Cash for kidneys
by This email address is being protected from spam bots, you need Javascript enabled to view it on Sunday, 23 November 2008
The absence of established cadaveric programmes, which allow the donation of kidneys from the deceased, across the GCC, is forcing many patients to turn to the black market for organs.
The availability of kidneys through deceased donors varies across the region. While SCOT is renowned for its efforts in encouraging deceased donations, supply in many other Gulf states is limited through lack of similar programmes.
"This is a call from us as a professional community for the Gulf states to put more support and investment into the transplant area which is very much neglected in most of our countries," says Dr Abdulla.
In May, 78 countries drafted the Declaration of Istanbul on Organ Trafficking and Transplant Tourism, which called for a worldwide ban on organ trafficking.
Pakistan, the Philippines, India and China - which until recently sold organs from executed prisoners to foreigners - all supported the declaration.
Despite Egypt's support for the document and laws which forbid transplants between foreigners, the practice still continues.

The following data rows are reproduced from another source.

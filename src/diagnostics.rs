use anstream::eprintln;
use owo_colors::OwoColorize;
use solast::{ParseError, Position};
use std::fmt;

pub struct Message {
  title: String,
  body: String,
}

impl Message {
  pub fn error(message: &str) -> Self {
    Self {
      title: message.to_owned(),
      body: String::new(),
    }
  }
}

impl fmt::Display for Message {
  fn fmt(&self, f: &mut fmt::Formatter<'_>) -> fmt::Result {
    write!(f, "{}", "✕ Error".bold().red())?;
    writeln!(f, "{} {}", ":".bold(), &self.title.bold())?;

    if !self.body.is_empty() {
      writeln!(f, "{}", &self.body)?;
    }

    Ok(())
  }
}

impl From<&ParseError> for Message {
  fn from(error: &ParseError) -> Self {
    Self {
      title: error.title(),
      body: error.message(),
    }
  }
}

/// A frame around the source line an error points at
pub struct CodeFrame<'a> {
  title: &'a str,
  source: &'a str,
  position: Position,
}

impl<'a> CodeFrame<'a> {
  pub fn new(title: &'a str, source: &'a str, position: Position) -> Self {
    Self {
      title,
      source,
      position,
    }
  }
}

impl fmt::Display for CodeFrame<'_> {
  fn fmt(&self, f: &mut fmt::Formatter<'_>) -> fmt::Result {
    let line = self.position.line;
    let line_text = self.source.lines().nth(line.saturating_sub(1)).unwrap_or("");

    writeln!(f, "    ╭─[{}]", self.title)?;
    writeln!(f, "{line:>3} │ {line_text}")?;
    write!(f, "────╯")
  }
}

/// Print a parse error with its code frame
pub fn report(filename: &str, source: &str, error: &ParseError) {
  eprintln!("{}", Message::from(error));
  eprintln!("{}", CodeFrame::new(filename, source, error.position()));
}
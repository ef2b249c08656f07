//! # Solast
// CLI for the Solidity parser: JSON AST output, syntax validation, and
// pragma version detection.

use clap::{Args, Parser};
use std::process;

mod commands;
mod diagnostics;

#[derive(Parser)]
#[clap(name = "solast", version, about = "Solidity AST parser")]
enum App {
  /// Parses a Solidity file and prints the syntax tree as JSON
  Parse(ParseOptions),

  /// Checks a Solidity file for syntax errors
  Validate {
    /// The file to check, or `-` for stdin
    file: Option<String>,
  },

  /// Detects the Solidity version from a file's pragma directive
  #[clap(name = "version-detect")]
  VersionDetect {
    /// The file to inspect, or `-` for stdin
    file: Option<String>,
  },
}

#[derive(Args)]
struct ParseOptions {
  /// The file to parse, or `-` for stdin
  file: Option<String>,

  /// Include line/column location information on every node
  #[clap(long)]
  loc: bool,
  /// Include byte range information on every node
  #[clap(long)]
  range: bool,
  /// Collect errors and keep parsing instead of stopping at the first one
  #[clap(long)]
  tolerant: bool,
  /// Print compact JSON instead of pretty printing
  #[clap(long)]
  compact: bool,

  /// Write the output to a file instead of stdout
  #[clap(short, long)]
  output: Option<String>,
}

fn main() -> process::ExitCode {
  let result = match App::parse() {
    App::Parse(options) => commands::parse(&options),
    App::Validate { file } => commands::validate(file.as_deref()),
    App::VersionDetect { file } => commands::version_detect(file.as_deref()),
  };

  match result {
    Ok(()) => process::ExitCode::SUCCESS,
    Err(()) => process::ExitCode::FAILURE,
  }
}
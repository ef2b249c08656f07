//! # Parser
//! A recursive descent parser over the token stream, producing the syntax
//! tree defined in [`crate::ast`].
//!
//! The parser runs in one of two modes. In strict mode the first error aborts
//! the parse. In tolerant mode errors are collected and the parser
//! resynchronises at the next statement or top-level construct, so a tree is
//! always produced, possibly with partial nodes.

use crate::{
  ast::{Ast, ImportSymbol, Loc, Node, NodeKind, Position},
  tokeniser::{tokenise, Token, TokenKind},
};
use std::{error, fmt};
use thin_vec::{thin_vec, ThinVec};

/// Configuration for a [`Parser`]
///
/// Options are recorded at construction and do not change during parsing.
#[derive(Debug, Clone, Copy, Default)]
pub struct Options {
  /// Collect errors and keep parsing instead of stopping at the first one
  pub tolerant: bool,
  /// Record line/column locations on every node
  pub loc: bool,
  /// Record byte offset ranges on every node
  pub range: bool,
}

/// Parses a token stream into an [`Ast`]
pub struct Parser {
  tokens: Vec<Token>,
  /// The current token
  position: usize,
  /// Errors found so far
  errors: Vec<ParseError>,
  options: Options,
}
use std::ops::{Deref, Index};
use std::sync::Arc;

/// An element of a live collection. Identity for reconciliation is position plus value equality;
/// items need not carry a stable key.
pub trait Item: PartialEq + Send + Sync + 'static {}

impl<T: PartialEq + Send + Sync + 'static> Item for T {}

/// An immutable, ordered view of a collection captured at one instant.
///
/// Snapshots are cheap to clone and never share mutable state with the collection they were taken
/// from. Two snapshots are equal when they have the same length and element-wise equal items in the
/// same order.
pub struct Snapshot<T>(Arc<[T]>);

impl<T> Snapshot<T> {
    pub fn empty() -> Self { Self(Arc::from(Vec::new())) }

    pub fn len(&self) -> usize { self.0.len() }

    pub fn is_empty(&self) -> bool { self.0.is_empty() }

    pub fn get(&self, index: usize) -> Option<&T> { self.0.get(index) }

    pub fn iter(&self) -> std::slice::Iter<'_, T> { self.0.iter() }

    pub fn as_slice(&self) -> &[T] { &self.0 }

    /// True when both snapshots share the same backing allocation
    pub fn ptr_eq(&self, other: &Self) -> bool { Arc::ptr_eq(&self.0, &other.0) }
}

impl<T: Clone> Snapshot<T> {
    pub fn to_vec(&self) -> Vec<T> { self.0.to_vec() }
}

impl<T> Clone for Snapshot<T> {
    fn clone(&self) -> Self { Self(self.0.clone()) }
}

impl<T> Default for Snapshot<T> {
    fn default() -> Self { Self::empty() }
}

impl<T: PartialEq> PartialEq for Snapshot<T> {
    fn eq(&self, other: &Self) -> bool { self.ptr_eq(other) || self.0[..] == other.0[..] }
}

impl<T: Eq> Eq for Snapshot<T> {}

impl<T: PartialEq> PartialEq<[T]> for Snapshot<T> {
    fn eq(&self, other: &[T]) -> bool { self.0[..] == *other }
}

impl<T: PartialEq, const N: usize> PartialEq<[T; N]> for Snapshot<T> {
    fn eq(&self, other: &[T; N]) -> bool { self.0[..] == other[..] }
}

impl<T: PartialEq> PartialEq<Vec<T>> for Snapshot<T> {
    fn eq(&self, other: &Vec<T>) -> bool { self.0[..] == other[..] }
}

impl<T: std::fmt::Debug> std::fmt::Debug for Snapshot<T> {
    fn fmt(&self, f: &mut std::fmt::Formatter<'_>) -> std::fmt::Result { f.debug_list().entries(self.0.iter()).finish() }
}

impl<T> Deref for Snapshot<T> {
    type Target = [T];
    fn deref(&self) -> &[T] { &self.0 }
}

impl<T> Index<usize> for Snapshot<T> {
    type Output = T;
    fn index(&self, index: usize) -> &T { &self.0[index] }
}

impl<T> From<Vec<T>> for Snapshot<T> {
    fn from(items: Vec<T>) -> Self { Self(Arc::from(items)) }
}

impl<T: Clone> From<&[T]> for Snapshot<T> {
    fn from(items: &[T]) -> Self { Self(Arc::from(items)) }
}

impl<T, const N: usize> From<[T; N]> for Snapshot<T> {
    fn from(items: [T; N]) -> Self { Self(Arc::from(Vec::from(items))) }
}

impl<T> FromIterator<T> for Snapshot<T> {
    fn from_iter<I: IntoIterator<Item = T>>(iter: I) -> Self { Self(iter.into_iter().collect()) }
}

impl<'a, T> IntoIterator for &'a Snapshot<T> {
    type Item = &'a T;
    type IntoIter = std::slice::Iter<'a, T>;
    fn into_iter(self) -> Self::IntoIter { self.0.iter() }
}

"It is illegal for a foreign patient to undergo transplantation in Egypt but it happens almost every day," says Francis Delmonico, director of Medical Affairs at The Transplantation Society in the US.
In June a private hospital in the Giza region was shut down after authorities discovered a 26-year old Egyptian man trying to sell his kidney to a 75-year old Saudi man for $2000.
Around thirteen Kuwaiti patients have traveled to Egypt for illegal transplants since the beginning of the year according to Dr Mustafa Al-Mousawi, the president for the Middle East Society for Organ Transplantation.
"We get patients coming back from Egypt with fresh transplants. We have had at least three in the last two to three weeks. Patients don't listen to us, they hear that someone went to Egypt and got a [new] kidney so they go," he says.
Of the 13 patients who traveled from Kuwait this year, one has already died and several have had complications following surgery. "It's a roll of the dice, sometimes they will come home okay, sometimes they will come home dead," warns Delmonico.
"The people that sell kidneys are the poorest of the poor; they are full of infections and they are selling their kidneys because they are so desperate for money so inevitably those people that get the kidneys will have infections," says Dr Ahmed.
According to the WHO, 66,000 kidney transplants were performed globally in 2005. "There really are enough functional organs that are cremated or buried to meet all of the regional needs so there is something disturbing that this potential resource is not used optimally," says Luc Noel, coordinator for Clinical Procedures at the WHO.
Investigations by the Egyptian Ministry of Health reveal that both doctors and hospitals have profited from these procedures. Egyptian Deputy Minister of Health, Saad Maghraby, tells Arabian Business that doctors involved in the operations currently being investigated earned around $80,000 per operation.
"The main doctor is the nephrologist who organises everything and pays everyone else. He gets the biggest portion of the money.... the donor is the last to benefit from this, getting around 10,000 ($1800) to 12,000 Egyptian pounds ($2175).
"Per capita [person] these hospitals earn 15,000 Egyptian pounds ($2700)," Maghraby explains.
"These patients used to go to India... and then after the legislation came in it moved to Iraq, after the war came Pakistan and then from there the Philippines. Egypt is a hot, hot spot today," says Professor Anwar Naqvi of the Sindh Institute of Urology.